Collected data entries
use std::collections::BTreeSet;

use tokio::task::JoinHandle;

use orion_error::compat_prelude::*;
use orion_error::prelude::*;
use tb_core::commit::CommitLedger;
use tb_core::window::WindowKey;
use tb_core::worker::WindowWorker;

use crate::error::{RuntimeReason, RuntimeResult};
use crate::reader_task::PartitionSlot;

// ---------------------------------------------------------------------------
// TaskGroup
// ---------------------------------------------------------------------------

/// Tasks that stop together.
///
/// Groups start downstream-first and are joined in reverse:
///
///   start:  metrics → committers → shards → readers
///   join:   readers → shards → committers → metrics
///
/// Each stage exits once its upstream senders are gone, so joining in this
/// order drains every channel before the commit coordinator's final save.
pub(crate) struct TaskGroup {
    pub(super) name: &'static str,
    handles: Vec<JoinHandle<anyhow::Result<()>>>,
}

impl TaskGroup {
    pub(super) fn new(name: &'static str) -> Self {
        Self {
            name,
            handles: Vec::new(),
        }
    }

    pub(super) fn push(&mut self, handle: JoinHandle<anyhow::Result<()>>) {
        self.handles.push(handle);
    }

    pub(super) fn len(&self) -> usize {
        self.handles.len()
    }

    /// Join every task, returning the first failure after all have ended.
    pub(super) async fn wait(self) -> RuntimeResult<()> {
        let mut first = None;
        for handle in self.handles {
            let outcome = match handle.await {
                Ok(result) => result.owe(RuntimeReason::Shutdown),
                Err(e) => Err(StructError::from(RuntimeReason::Shutdown)
                    .with_detail(format!("task join error: {e}"))),
            };
            if let Err(e) = outcome {
                tb_error!(sys, task_group = self.name, error = %e, "task failed");
                first.get_or_insert(e);
            }
        }
        first.map_or(Ok(()), Err)
    }
}

// ---------------------------------------------------------------------------
// Bootstrap plans
// ---------------------------------------------------------------------------

/// Resume point of one partition.
#[derive(Debug, Clone, Default)]
pub(super) struct PartitionResume {
    pub next_offset: i64,
    pub max_event_time: Option<i64>,
    pub skip: BTreeSet<WindowKey>,
}

/// Everything one consumer group needs before its tasks are spawned.
pub(super) struct GroupPlan {
    pub name: String,
    pub ledger: CommitLedger,
    pub workers: Vec<WindowWorker>,
    /// Partition slots per reader task.
    pub readers: Vec<Vec<PartitionSlot>>,
}
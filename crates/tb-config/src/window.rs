use serde::Deserialize;

use crate::types::HumanDuration;

// ---------------------------------------------------------------------------
// WindowSection: deserialized from [window]
// ---------------------------------------------------------------------------

#[derive(Debug, Clone, Deserialize)]
pub(crate) struct WindowSection {
    #[serde(default = "default_duration")]
    pub duration: HumanDuration,
    #[serde(default)]
    pub allowed_lateness: Option<HumanDuration>,
    /// Defaults to `allowed_lateness` when omitted.
    #[serde(default)]
    pub watermark_delay: Option<HumanDuration>,
    #[serde(default = "default_count_ceiling")]
    pub count_ceiling: u64,
    #[serde(default = "default_retention")]
    pub retention: HumanDuration,
}

impl Default for WindowSection {
    fn default() -> Self {
        Self {
            duration: default_duration(),
            allowed_lateness: None,
            watermark_delay: None,
            count_ceiling: default_count_ceiling(),
            retention: default_retention(),
        }
    }
}

fn default_duration() -> HumanDuration {
    HumanDuration::from_secs(60)
}

fn default_count_ceiling() -> u64 {
    1000
}

fn default_retention() -> HumanDuration {
    HumanDuration::from_secs(600)
}

// ---------------------------------------------------------------------------
// WindowConfig: fully resolved
// ---------------------------------------------------------------------------

#[derive(Debug, Clone, PartialEq, Eq)]
pub struct WindowConfig {
    pub duration: HumanDuration,
    pub allowed_lateness: HumanDuration,
    pub watermark_delay: HumanDuration,
    /// Windows whose final count exceeds this are suppressed.
    pub count_ceiling: u64,
    /// Event-time horizon: an open window whose end trails the highest
    /// event time seen on any partition by more than this is evicted
    /// without being written.
    pub retention: HumanDuration,
}

impl WindowSection {
    pub(crate) fn resolve(self) -> WindowConfig {
        let allowed_lateness = self.allowed_lateness.unwrap_or(HumanDuration::ZERO);
        WindowConfig {
            duration: self.duration,
            allowed_lateness,
            watermark_delay: self.watermark_delay.unwrap_or(allowed_lateness),
            count_ceiling: self.count_ceiling,
            retention: self.retention,
        }
    }
}

#[cfg(test)]
mod tests {
    use super::*;

    #[test]
    fn watermark_delay_inherits_allowed_lateness() {
        let section = WindowSection {
            allowed_lateness: Some("5s".parse().unwrap()),
            ..WindowSection::default()
        };
        let wc = section.resolve();
        assert_eq!(wc.watermark_delay, HumanDuration::from_secs(5));
        assert_eq!(wc.duration, HumanDuration::from_secs(60));
        assert_eq!(wc.count_ceiling, 1000);
    }

    #[test]
    fn explicit_watermark_delay_wins() {
        let section = WindowSection {
            allowed_lateness: Some("5s".parse().unwrap()),
            watermark_delay: Some("0s".parse().unwrap()),
            ..WindowSection::default()
        };
        let wc = section.resolve();
        assert_eq!(wc.allowed_lateness, HumanDuration::from_secs(5));
        assert!(wc.watermark_delay.is_zero());
    }
}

PROBLEM TO SOLVE: Transcribe the data in full, matching every line exactly.

SOLUTION BELOW:
use std::collections::BTreeSet;

use tokio::task::JoinHandle;

use orion_error::compat_prelude::*;
use orion_error::prelude::*;
use tb_core::commit::CommitLedger;
use tb_core::window::WindowKey;
use tb_core::worker::WindowWorker;

use crate::error::{RuntimeReason, RuntimeResult};
use crate::reader_task::PartitionSlot;

// ---------------------------------------------------------------------------
// TaskGroup
// ---------------------------------------------------------------------------

/// Tasks that stop together.
///
/// Groups start downstream-first and are joined in reverse:
///
///   start:  metrics → committers → shards → readers
///   join:   readers → shards → committers → metrics
///
/// Each stage exits once its upstream senders are gone, so joining in this
/// order drains every channel before the commit coordinator's final save.
pub(crate) struct TaskGroup {
    pub(super) name: &'static str,
    handles: Vec<JoinHandle<anyhow::Result<()>>>,
}

impl TaskGroup {
    pub(super) fn new(name: &'static str) -> Self {
        Self {
            name,
            handles: Vec::new(),
        }
    }

    pub(super) fn push(&mut self, handle: JoinHandle<anyhow::Result<()>>) {
        self.handles.push(handle);
    }

    pub(super) fn len(&self) -> usize {
        self.handles.len()
    }

    /// Join every task, returning the first failure after all have ended.
    pub(super) async fn wait(self) -> RuntimeResult<()> {
        let mut first = None;
        for handle in self.handles {
            let outcome = match handle.await {
                Ok(result) => result.owe(RuntimeReason::Shutdown),
                Err(e) => Err(StructError::from(RuntimeReason::Shutdown)
                    .with_detail(format!("task join error: {e}"))),
            };
            if let Err(e) = outcome {
                tb_error!(sys, task_group = self.name, error = %e, "task failed");
                first.get_or_insert(e);
            }
        }
        first.map_or(Ok(()), Err)
    }
}

// ---------------------------------------------------------------------------
// Bootstrap plans
// ---------------------------------------------------------------------------

/// Resume point of one partition.
#[derive(Debug, Clone, Default)]
pub(super) struct PartitionResume {
    pub next_offset: i64,
    pub max_event_time: Option<i64>,
    pub skip: BTreeSet<WindowKey>,
}

/// Everything one consumer group needs before its tasks are spawned.
pub(super) struct GroupPlan {
    pub name: String,
    pub ledger: CommitLedger,
    pub workers: Vec<WindowWorker>,
    /// Partition slots per reader task.
    pub readers: Vec<Vec<PartitionSlot>>,
}
filename crates/tb-config/src/window.rs
use serde::Deserialize;

use crate::types::HumanDuration;

// ---------------------------------------------------------------------------
// WindowSection: deserialized from [window]
// ---------------------------------------------------------------------------

#[derive(Debug, Clone, Deserialize)]
pub(crate) struct WindowSection {
    #[serde(default = "default_duration")]
    pub duration: HumanDuration,
    #[serde(default)]
    pub allowed_lateness: Option<HumanDuration>,
    /// Defaults to `allowed_lateness` when omitted.
    #[serde(default)]
    pub watermark_delay: Option<HumanDuration>,
    #[serde(default = "default_count_ceiling")]
    pub count_ceiling: u64,
    #[serde(default = "default_retention")]
    pub retention: HumanDuration,
}

impl Default for WindowSection {
    fn default() -> Self {
        Self {
            duration: default_duration(),
            allowed_lateness: None,
            watermark_delay: None,
            count_ceiling: default_count_ceiling(),
            retention: default_retention(),
        }
    }
}

fn default_duration() -> HumanDuration {
    HumanDuration::from_secs(60)
}

fn default_count_ceiling() -> u64 {
    1000
}

fn default_retention() -> HumanDuration {
    HumanDuration::from_secs(600)
}

// ---------------------------------------------------------------------------
// WindowConfig: fully resolved
// ---------------------------------------------------------------------------

#[derive(Debug, Clone, PartialEq, Eq)]
pub struct WindowConfig {
    pub duration: HumanDuration,
    pub allowed_lateness: HumanDuration,
    pub watermark_delay: HumanDuration,
    /// Windows whose final count exceeds this are suppressed.
    pub count_ceiling: u64,
    /// Event-time horizon: an open window whose end trails the highest
    /// event time seen on any partition by more than this is evicted
    /// without being written.
    pub retention: HumanDuration,
}

impl WindowSection {
    pub(crate) fn resolve(self) -> WindowConfig {
        let allowed_lateness = self.allowed_lateness.unwrap_or(HumanDuration::ZERO);
        WindowConfig {
            duration: self.duration,
            allowed_lateness,
            watermark_delay: self.watermark_delay.unwrap_or(allowed_lateness),
            count_ceiling: self.count_ceiling,
            retention: self.retention,
        }
    }
}

#[cfg(test)]
mod tests {
    use super::*;

    #[test]
    fn watermark_delay_inherits_allowed_lateness() {
        let section = WindowSection {
            allowed_lateness: Some("5s".parse().unwrap()),
            ..WindowSection::default()
        };
        let wc = section.resolve();
        assert_eq!(wc.watermark_delay, HumanDuration::from_secs(5));
        assert_eq!(wc.duration, HumanDuration::from_secs(60));
        assert_eq!(wc.count_ceiling, 1000);
    }

    #[test]
    fn explicit_watermark_delay_wins() {
        let section = WindowSection {
            allowed_lateness: Some("5s".parse().unwrap()),
            watermark_delay: Some("0s".parse().unwrap()),
            ..WindowSection::default()
        };
        let wc = section.resolve();
        assert_eq!(wc.allowed_lateness, HumanDuration::from_secs(5));
        assert!(wc.watermark_delay.is_zero());
    }
}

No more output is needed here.